→ **Action item**
Repeat word for word the opening stretch of the entries, from the first line through the line containing "at 30% opacity.".

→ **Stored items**
+++
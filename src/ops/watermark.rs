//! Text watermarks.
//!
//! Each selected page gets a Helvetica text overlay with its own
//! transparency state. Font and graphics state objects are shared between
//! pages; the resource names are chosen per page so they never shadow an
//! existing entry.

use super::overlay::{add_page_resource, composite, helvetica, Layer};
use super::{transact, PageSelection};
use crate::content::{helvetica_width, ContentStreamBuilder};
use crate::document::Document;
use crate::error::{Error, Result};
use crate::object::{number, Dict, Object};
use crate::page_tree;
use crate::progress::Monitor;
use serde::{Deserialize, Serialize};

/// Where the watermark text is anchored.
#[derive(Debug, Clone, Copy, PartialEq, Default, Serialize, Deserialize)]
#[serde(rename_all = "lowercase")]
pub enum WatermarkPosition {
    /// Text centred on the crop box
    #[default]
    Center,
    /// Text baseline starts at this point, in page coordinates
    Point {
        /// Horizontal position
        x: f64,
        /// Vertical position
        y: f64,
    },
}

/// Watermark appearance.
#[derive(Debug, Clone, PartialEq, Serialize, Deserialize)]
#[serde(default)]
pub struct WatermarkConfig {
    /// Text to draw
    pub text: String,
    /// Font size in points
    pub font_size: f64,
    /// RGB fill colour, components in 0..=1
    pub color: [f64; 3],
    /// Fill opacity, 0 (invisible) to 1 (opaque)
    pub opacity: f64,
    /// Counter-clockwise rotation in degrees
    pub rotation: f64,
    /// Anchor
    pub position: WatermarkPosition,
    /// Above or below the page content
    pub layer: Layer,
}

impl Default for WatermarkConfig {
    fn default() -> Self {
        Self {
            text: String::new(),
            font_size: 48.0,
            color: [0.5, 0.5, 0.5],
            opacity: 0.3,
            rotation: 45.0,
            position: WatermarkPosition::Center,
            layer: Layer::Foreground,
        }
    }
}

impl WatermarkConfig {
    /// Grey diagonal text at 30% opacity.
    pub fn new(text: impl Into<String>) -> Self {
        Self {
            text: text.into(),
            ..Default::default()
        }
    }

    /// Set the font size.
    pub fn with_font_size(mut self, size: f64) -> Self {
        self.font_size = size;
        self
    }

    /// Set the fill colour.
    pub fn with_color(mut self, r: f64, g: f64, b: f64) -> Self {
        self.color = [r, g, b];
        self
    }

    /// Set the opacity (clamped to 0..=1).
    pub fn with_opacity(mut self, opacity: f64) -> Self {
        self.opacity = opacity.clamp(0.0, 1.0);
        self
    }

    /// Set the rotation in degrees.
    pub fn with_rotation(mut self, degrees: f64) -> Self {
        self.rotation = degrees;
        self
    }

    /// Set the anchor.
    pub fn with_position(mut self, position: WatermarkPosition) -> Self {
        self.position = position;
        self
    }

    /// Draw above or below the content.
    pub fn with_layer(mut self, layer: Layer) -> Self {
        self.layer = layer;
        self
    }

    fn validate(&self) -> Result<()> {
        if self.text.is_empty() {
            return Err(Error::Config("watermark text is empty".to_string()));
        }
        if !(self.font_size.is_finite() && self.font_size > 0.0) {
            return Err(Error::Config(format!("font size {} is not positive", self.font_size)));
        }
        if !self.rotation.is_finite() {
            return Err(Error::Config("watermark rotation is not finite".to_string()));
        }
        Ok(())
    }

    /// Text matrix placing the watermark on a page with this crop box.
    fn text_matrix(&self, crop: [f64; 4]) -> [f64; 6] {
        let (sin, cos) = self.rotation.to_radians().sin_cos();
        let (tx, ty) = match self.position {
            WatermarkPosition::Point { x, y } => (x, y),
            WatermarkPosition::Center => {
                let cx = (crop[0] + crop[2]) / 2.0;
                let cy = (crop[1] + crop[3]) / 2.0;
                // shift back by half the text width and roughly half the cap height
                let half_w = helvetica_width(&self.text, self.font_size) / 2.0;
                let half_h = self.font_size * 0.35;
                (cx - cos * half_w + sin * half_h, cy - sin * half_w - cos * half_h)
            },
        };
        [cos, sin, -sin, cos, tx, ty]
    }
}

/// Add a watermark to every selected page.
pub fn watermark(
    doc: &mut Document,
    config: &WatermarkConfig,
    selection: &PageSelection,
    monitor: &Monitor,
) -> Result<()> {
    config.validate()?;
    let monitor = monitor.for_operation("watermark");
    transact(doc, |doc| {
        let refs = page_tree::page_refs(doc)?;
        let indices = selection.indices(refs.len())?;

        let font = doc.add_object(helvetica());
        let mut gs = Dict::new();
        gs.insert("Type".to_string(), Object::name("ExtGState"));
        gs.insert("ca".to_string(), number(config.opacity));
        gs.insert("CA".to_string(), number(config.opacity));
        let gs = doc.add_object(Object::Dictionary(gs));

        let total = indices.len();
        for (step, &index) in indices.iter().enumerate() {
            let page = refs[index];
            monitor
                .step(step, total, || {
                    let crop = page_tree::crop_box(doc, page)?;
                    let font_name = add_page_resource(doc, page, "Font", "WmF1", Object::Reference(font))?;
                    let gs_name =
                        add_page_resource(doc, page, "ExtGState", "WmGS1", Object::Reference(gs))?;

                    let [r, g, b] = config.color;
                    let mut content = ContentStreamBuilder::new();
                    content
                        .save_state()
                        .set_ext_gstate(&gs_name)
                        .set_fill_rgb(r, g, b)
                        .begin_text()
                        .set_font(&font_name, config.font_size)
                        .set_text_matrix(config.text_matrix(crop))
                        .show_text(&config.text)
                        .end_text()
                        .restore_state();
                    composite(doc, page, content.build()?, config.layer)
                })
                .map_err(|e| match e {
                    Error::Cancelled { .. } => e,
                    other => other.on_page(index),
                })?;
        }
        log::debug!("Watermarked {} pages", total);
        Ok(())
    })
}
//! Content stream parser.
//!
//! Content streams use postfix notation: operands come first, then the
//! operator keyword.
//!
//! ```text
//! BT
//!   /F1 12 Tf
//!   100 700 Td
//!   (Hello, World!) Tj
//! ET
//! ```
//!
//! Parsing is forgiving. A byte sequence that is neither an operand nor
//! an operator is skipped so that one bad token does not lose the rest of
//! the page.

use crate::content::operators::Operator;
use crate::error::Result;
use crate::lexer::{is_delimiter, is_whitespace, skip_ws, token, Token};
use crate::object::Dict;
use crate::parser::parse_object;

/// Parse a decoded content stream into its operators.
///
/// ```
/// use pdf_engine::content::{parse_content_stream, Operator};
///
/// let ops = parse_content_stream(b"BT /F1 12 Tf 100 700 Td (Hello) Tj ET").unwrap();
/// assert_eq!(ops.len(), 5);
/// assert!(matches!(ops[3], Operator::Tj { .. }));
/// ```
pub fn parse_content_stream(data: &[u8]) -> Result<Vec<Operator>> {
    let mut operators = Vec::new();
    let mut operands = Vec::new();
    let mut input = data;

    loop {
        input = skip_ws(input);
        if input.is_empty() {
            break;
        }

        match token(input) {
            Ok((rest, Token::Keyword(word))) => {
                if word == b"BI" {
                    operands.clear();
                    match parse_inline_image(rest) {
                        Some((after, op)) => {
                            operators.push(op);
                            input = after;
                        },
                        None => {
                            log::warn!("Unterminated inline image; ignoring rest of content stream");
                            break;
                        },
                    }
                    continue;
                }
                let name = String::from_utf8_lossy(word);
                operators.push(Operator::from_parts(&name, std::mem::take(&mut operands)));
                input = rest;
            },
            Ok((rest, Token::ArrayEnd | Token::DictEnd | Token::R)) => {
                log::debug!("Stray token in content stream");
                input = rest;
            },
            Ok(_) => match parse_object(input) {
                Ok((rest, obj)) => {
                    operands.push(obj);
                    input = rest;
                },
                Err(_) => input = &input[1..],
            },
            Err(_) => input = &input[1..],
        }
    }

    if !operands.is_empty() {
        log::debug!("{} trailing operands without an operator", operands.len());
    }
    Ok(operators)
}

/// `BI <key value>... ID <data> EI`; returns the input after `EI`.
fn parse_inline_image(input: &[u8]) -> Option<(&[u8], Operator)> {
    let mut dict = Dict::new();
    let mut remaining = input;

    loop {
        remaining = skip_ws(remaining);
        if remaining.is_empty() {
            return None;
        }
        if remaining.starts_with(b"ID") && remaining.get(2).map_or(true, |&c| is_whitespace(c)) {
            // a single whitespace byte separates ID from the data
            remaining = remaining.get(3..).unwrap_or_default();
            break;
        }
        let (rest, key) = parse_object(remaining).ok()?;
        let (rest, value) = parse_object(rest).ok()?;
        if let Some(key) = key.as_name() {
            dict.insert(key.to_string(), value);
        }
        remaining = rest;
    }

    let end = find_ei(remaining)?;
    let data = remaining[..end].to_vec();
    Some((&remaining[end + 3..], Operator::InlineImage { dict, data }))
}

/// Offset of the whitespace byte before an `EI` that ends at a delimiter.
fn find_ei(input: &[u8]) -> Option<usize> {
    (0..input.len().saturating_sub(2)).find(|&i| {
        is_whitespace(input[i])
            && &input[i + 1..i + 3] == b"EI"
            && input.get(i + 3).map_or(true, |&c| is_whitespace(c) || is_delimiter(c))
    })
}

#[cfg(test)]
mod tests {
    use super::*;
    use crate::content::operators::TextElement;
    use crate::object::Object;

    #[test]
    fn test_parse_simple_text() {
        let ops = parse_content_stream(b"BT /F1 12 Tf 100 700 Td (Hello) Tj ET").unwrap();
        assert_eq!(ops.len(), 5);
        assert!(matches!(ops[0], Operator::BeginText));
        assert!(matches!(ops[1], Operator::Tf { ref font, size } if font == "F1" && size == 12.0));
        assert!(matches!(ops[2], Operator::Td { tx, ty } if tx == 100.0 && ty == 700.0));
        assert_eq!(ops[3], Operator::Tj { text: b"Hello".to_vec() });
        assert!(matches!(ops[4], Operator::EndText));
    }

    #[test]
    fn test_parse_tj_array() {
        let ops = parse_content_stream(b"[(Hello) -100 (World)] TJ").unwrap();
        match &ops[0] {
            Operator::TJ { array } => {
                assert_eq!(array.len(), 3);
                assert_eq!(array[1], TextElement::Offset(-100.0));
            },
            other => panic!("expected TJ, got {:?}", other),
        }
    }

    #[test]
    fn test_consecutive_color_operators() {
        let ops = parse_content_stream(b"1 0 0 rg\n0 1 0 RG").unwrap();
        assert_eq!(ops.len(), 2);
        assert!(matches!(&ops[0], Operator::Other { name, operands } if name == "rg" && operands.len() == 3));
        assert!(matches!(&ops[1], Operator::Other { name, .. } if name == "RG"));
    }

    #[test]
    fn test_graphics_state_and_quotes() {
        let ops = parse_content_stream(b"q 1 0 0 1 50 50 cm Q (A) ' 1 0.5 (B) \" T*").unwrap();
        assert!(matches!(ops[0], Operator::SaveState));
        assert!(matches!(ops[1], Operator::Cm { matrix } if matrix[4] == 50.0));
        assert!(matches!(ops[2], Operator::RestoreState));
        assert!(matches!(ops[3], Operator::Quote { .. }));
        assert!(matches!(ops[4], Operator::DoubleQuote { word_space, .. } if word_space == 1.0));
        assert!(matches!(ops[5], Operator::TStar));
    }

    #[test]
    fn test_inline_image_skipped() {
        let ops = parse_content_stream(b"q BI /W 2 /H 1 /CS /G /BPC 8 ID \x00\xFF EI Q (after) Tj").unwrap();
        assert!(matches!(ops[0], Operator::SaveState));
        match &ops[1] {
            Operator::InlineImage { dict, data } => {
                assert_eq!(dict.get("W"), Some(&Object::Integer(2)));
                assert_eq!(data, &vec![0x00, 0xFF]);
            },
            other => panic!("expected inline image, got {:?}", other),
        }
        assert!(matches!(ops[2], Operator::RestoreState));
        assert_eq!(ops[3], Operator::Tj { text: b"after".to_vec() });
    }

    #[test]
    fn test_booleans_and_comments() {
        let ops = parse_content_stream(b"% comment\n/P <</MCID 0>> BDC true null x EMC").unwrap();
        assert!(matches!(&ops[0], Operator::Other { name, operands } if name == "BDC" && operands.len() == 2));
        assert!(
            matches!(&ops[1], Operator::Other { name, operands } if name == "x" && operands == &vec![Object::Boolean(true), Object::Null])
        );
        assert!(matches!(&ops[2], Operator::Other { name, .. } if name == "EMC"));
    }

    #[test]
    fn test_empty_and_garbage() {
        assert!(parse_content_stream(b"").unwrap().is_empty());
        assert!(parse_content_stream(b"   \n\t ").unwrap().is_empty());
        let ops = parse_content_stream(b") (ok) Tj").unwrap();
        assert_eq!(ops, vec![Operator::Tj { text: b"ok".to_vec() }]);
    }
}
+++
→ **Exercise response**
filename src/ops/watermark.rs
//! Text watermarks.
//!
//! Each selected page gets a Helvetica text overlay with its own
//! transparency state. Font and graphics state objects are shared between
//! pages; the resource names are chosen per page so they never shadow an
//! existing entry.

use super::overlay::{add_page_resource, composite, helvetica, Layer};
use super::{transact, PageSelection};
use crate::content::{helvetica_width, ContentStreamBuilder};
use crate::document::Document;
use crate::error::{Error, Result};
use crate::object::{number, Dict, Object};
use crate::page_tree;
use crate::progress::Monitor;
use serde::{Deserialize, Serialize};

/// Where the watermark text is anchored.
#[derive(Debug, Clone, Copy, PartialEq, Default, Serialize, Deserialize)]
#[serde(rename_all = "lowercase")]
pub enum WatermarkPosition {
    /// Text centred on the crop box
    #[default]
    Center,
    /// Text baseline starts at this point, in page coordinates
    Point {
        /// Horizontal position
        x: f64,
        /// Vertical position
        y: f64,
    },
}

/// Watermark appearance.
#[derive(Debug, Clone, PartialEq, Serialize, Deserialize)]
#[serde(default)]
pub struct WatermarkConfig {
    /// Text to draw
    pub text: String,
    /// Font size in points
    pub font_size: f64,
    /// RGB fill colour, components in 0..=1
    pub color: [f64; 3],
    /// Fill opacity, 0 (invisible) to 1 (opaque)
    pub opacity: f64,
    /// Counter-clockwise rotation in degrees
    pub rotation: f64,
    /// Anchor
    pub position: WatermarkPosition,
    /// Above or below the page content
    pub layer: Layer,
}

impl Default for WatermarkConfig {
    fn default() -> Self {
        Self {
            text: String::new(),
            font_size: 48.0,
            color: [0.5, 0.5, 0.5],
            opacity: 0.3,
            rotation: 45.0,
            position: WatermarkPosition::Center,
            layer: Layer::Foreground,
        }
    }
}

impl WatermarkConfig {
    /// Grey diagonal text at 30% opacity.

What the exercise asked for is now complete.